[Form 4] Casey's General Stores Inc Insider Trading Activity
Donthi Sri, a director of Casey's General Stores Inc. (CASY), reported equity transactions on a Form 4 filed for transactions dated September 3 and September 4, 2025. The filing shows 442 shares of Common Stock recorded on 09/03/2025 and 326 restricted stock units (RSUs) recorded on 09/04/2025, both at $0 price. The 326 RSUs are non-employee director compensation under the 2025 Stock Incentive Plan and will vest in full on the date of Casey's 2026 annual shareholders meeting. The 442-share entry relates to awards under the 2018 Stock Incentive Plan and is shown as vested in full on the date of Casey's 2025 annual shareholders meeting. Following the reported transactions, the reporting person is shown as beneficially owning 1,695 shares. The Form 4 was signed under power of attorney by Scott Faber on 09/05/2025.

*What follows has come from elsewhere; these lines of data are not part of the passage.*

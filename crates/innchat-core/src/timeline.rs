//! The rendered message timeline.

use chrono::{DateTime, Utc};

use crate::reconcile::{reconcile, ReconcileOptions};
use crate::{DeliveryStatus, Message, MessageId};

/// Ordered list of messages shown in the chat surface.
///
/// Entries are added by [`Timeline::append_local`] (optimistic echo) and
/// [`Timeline::merge`] (reconciliation). They stay sorted by timestamp.
#[derive(Debug, Clone, Default, PartialEq)]
pub struct Timeline {
    messages: Vec<Message>,
}

/// Outcome of merging one batch.
#[derive(Debug, Clone, Copy, Default, PartialEq, Eq)]
pub struct MergeSummary {
    /// Entries before the merge.
    pub before: usize,
    /// Entries after the merge.
    pub after: usize,
    /// Whether anything visible changed.
    pub changed: bool,
    /// Whether the batch carried the conversation-closed signal.
    pub closed: bool,
}

impl Timeline {
    /// Create an empty timeline.
    pub fn new() -> Self {
        Self::default()
    }

    /// Messages in display order.
    pub fn messages(&self) -> &[Message] {
        &self.messages
    }

    /// Number of entries.
    pub fn len(&self) -> usize {
        self.messages.len()
    }

    /// Returns true if there is nothing to show.
    pub fn is_empty(&self) -> bool {
        self.messages.is_empty()
    }

    /// Look up an entry by id.
    pub fn get(&self, id: &MessageId) -> Option<&Message> {
        self.messages.iter().find(|m| &m.id == id)
    }

    /// Append a visitor echo with a temporary id and `sending` status.
    pub fn append_local(&mut self, body: impl Into<String>, now: DateTime<Utc>) -> Message {
        self.insert_echo(Message::echo(body, now))
    }

    /// Append a visitor media echo, with an optional caption as body.
    pub fn append_local_media(
        &mut self,
        url: impl Into<String>,
        media_type: Option<String>,
        caption: Option<String>,
        now: DateTime<Utc>,
    ) -> Message {
        let echo = Message::echo(caption.unwrap_or_default(), now).with_media(url, media_type);
        self.insert_echo(echo)
    }

    fn insert_echo(&mut self, echo: Message) -> Message {
        // Server clocks may run ahead of ours; keep the ordering invariant.
        let pos = self
            .messages
            .partition_point(|m| m.timestamp <= echo.timestamp);
        self.messages.insert(pos, echo.clone());
        echo
    }

    /// Set the status of an entry. Returns false if the id is gone.
    ///
    /// An echo that was already replaced by its confirmed record no longer
    /// exists under its temporary id, so a late send result is a no-op here.
    pub fn mark_status(&mut self, id: &MessageId, status: DeliveryStatus) -> bool {
        match self.messages.iter_mut().find(|m| &m.id == id) {
            Some(msg) => {
                msg.status = status;
                true
            }
            None => false,
        }
    }

    /// Reconcile a batch of confirmed records into the timeline.
    pub fn merge(&mut self, batch: Vec<Message>, options: &ReconcileOptions) -> MergeSummary {
        let before = self.messages.len();
        let closed = batch.iter().any(|m| m.closes_conversation);
        let merged = reconcile(&self.messages, batch, options);
        let changed = merged != self.messages;
        self.messages = merged;

        MergeSummary {
            before,
            after: self.messages.len(),
            changed,
            closed,
        }
    }

    /// Give an echo the durable id the server assigned on send.
    ///
    /// If a poll already delivered that record, the echo is dropped instead.
    /// Returns false if the echo is gone.
    pub fn confirm_echo(&mut self, temp: &MessageId, durable: MessageId) -> bool {
        let Some(pos) = self.messages.iter().position(|m| &m.id == temp) else {
            return false;
        };
        if self.messages.iter().any(|m| m.id == durable) {
            self.messages.remove(pos);
            return true;
        }
        let echo = &mut self.messages[pos];
        echo.id = durable;
        if echo.status.rank() < DeliveryStatus::Sent.rank() {
            echo.status = DeliveryStatus::Sent;
        }
        true
    }
}

#[cfg(test)]
mod tests {
    use super::*;
    use crate::Direction;
    use chrono::{Duration, TimeZone};

    fn at(secs: i64) -> DateTime<Utc> {
        Utc.timestamp_opt(1_760_000_000 + secs, 0).unwrap()
    }

    #[test]
    fn test_append_local_is_immediate_echo() {
        let mut timeline = Timeline::new();
        let echo = timeline.append_local("Hi there", at(0));
        assert_eq!(timeline.len(), 1);
        assert_eq!(timeline.messages()[0], echo);
        assert_eq!(echo.status, DeliveryStatus::Sending);
    }

    #[test]
    fn test_append_keeps_timestamp_order() {
        let mut timeline = Timeline::new();
        timeline.merge(
            vec![Message::confirmed("a", "ahead", Direction::Agent, at(100))],
            &ReconcileOptions::default(),
        );
        timeline.append_local("behind", at(10));
        let ts: Vec<_> = timeline.messages().iter().map(|m| m.timestamp).collect();
        assert!(ts.windows(2).all(|w| w[0] <= w[1]));
    }

    #[test]
    fn test_round_trip_scenario() {
        let mut timeline = Timeline::new();
        let echo = timeline.append_local("Hi there", at(0));
        assert!(timeline.mark_status(&echo.id, DeliveryStatus::Sent));

        let summary = timeline.merge(
            vec![Message::confirmed("srv-1", "Hi there", Direction::Visitor, at(1))],
            &ReconcileOptions::default(),
        );
        assert!(summary.changed);
        assert_eq!(summary.after, 1);

        let only = &timeline.messages()[0];
        assert_eq!(only.id.as_str(), "srv-1");
        assert_eq!(only.status, DeliveryStatus::Sent);
        assert_eq!(only.body, "Hi there");

        // The send response arriving after the poll must not resurrect the echo.
        assert!(!timeline.mark_status(&echo.id, DeliveryStatus::Sent));
        assert_eq!(timeline.len(), 1);
    }

    #[test]
    fn test_confirm_echo_takes_durable_id() {
        let mut timeline = Timeline::new();
        let echo = timeline.append_local("Two nights please", at(0));
        assert!(timeline.confirm_echo(&echo.id, MessageId::new("srv-5")));
        assert_eq!(timeline.len(), 1);
        assert_eq!(timeline.messages()[0].id.as_str(), "srv-5");
        assert_eq!(timeline.messages()[0].status, DeliveryStatus::Sent);

        // The poll then upgrades the same entry instead of adding one.
        timeline.merge(
            vec![Message::confirmed("srv-5", "Two nights please", Direction::Visitor, at(40))
                .with_status(DeliveryStatus::Delivered)],
            &ReconcileOptions::default(),
        );
        assert_eq!(timeline.len(), 1);
        assert_eq!(timeline.messages()[0].status, DeliveryStatus::Delivered);
    }

    #[test]
    fn test_confirm_echo_after_poll_drops_echo() {
        let mut timeline = Timeline::new();
        let echo = timeline.append_local("hello", at(0));
        let stray = Message::confirmed("srv-1", "hello again", Direction::Visitor, at(1));
        timeline.merge(vec![stray], &ReconcileOptions::default());

        assert!(timeline.confirm_echo(&echo.id, MessageId::new("srv-1")));
        assert_eq!(timeline.len(), 1);
        assert!(!timeline.confirm_echo(&echo.id, MessageId::new("srv-1")));
    }

    #[test]
    fn test_failed_echo_stays_visible() {
        let mut timeline = Timeline::new();
        let echo = timeline.append_local("Can I book room 12?", at(0));
        timeline.mark_status(&echo.id, DeliveryStatus::Failed);
        timeline.merge(Vec::new(), &ReconcileOptions::default());
        assert_eq!(
            timeline.get(&echo.id).map(|m| m.status),
            Some(DeliveryStatus::Failed)
        );
    }

    #[test]
    fn test_merge_reports_closing_signal() {
        let mut timeline = Timeline::new();
        let closing = Message::confirmed("c", "Chat ended by agent", Direction::Agent, at(0)).closing();
        let summary = timeline.merge(vec![closing], &ReconcileOptions::default());
        assert!(summary.closed);
        assert_eq!(timeline.len(), 1);
    }

    #[test]
    fn test_media_echo() {
        let mut timeline = Timeline::new();
        let echo = timeline.append_local_media(
            "https://cdn.example/passport.png",
            Some("image".to_string()),
            None,
            at(0) + Duration::milliseconds(5),
        );
        assert!(echo.has_media());
        assert!(echo.body.is_empty());
    }
}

- Director received standard equity compensation via RSUs under the 2025 Stock Incentive Plan
- Previous award vested in full under the 2018 Stock Incentive Plan, recorded as 442 shares
- Beneficial ownership reported increased to 1,695 shares following the transactions
- None.
Insights
TL;DR: Director equity awards vested and new director RSUs granted, modestly increasing reported beneficial ownership.
The Form 4 documents routine director compensation activity rather than open-market trading or large transfers. A vested award of 442 shares is recorded as of 09/03/2025 and a separate grant of 326 restricted stock units dated 09/04/2025 will vest at the 2026 annual meeting. The filing shows the reporting person beneficially owns 1,695 shares after these items. This is a standard disclosure of equity-based compensation for a non-employee director and does not include cash purchase or sale transactions.
TL;DR: Filing reflects normal director equity compensation with vesting schedules and plan references, filed via Form 4.
The disclosure cites awards under the 2018 and 2025 Stock Incentive Plans and distinguishes a vested award versus an award that vests at the 2026 shareholders meeting. The use of a power of attorney signature and clear plan references align with standard governance and reporting practices. Nothing in the filing indicates a change in board status or an unusual related-party transaction.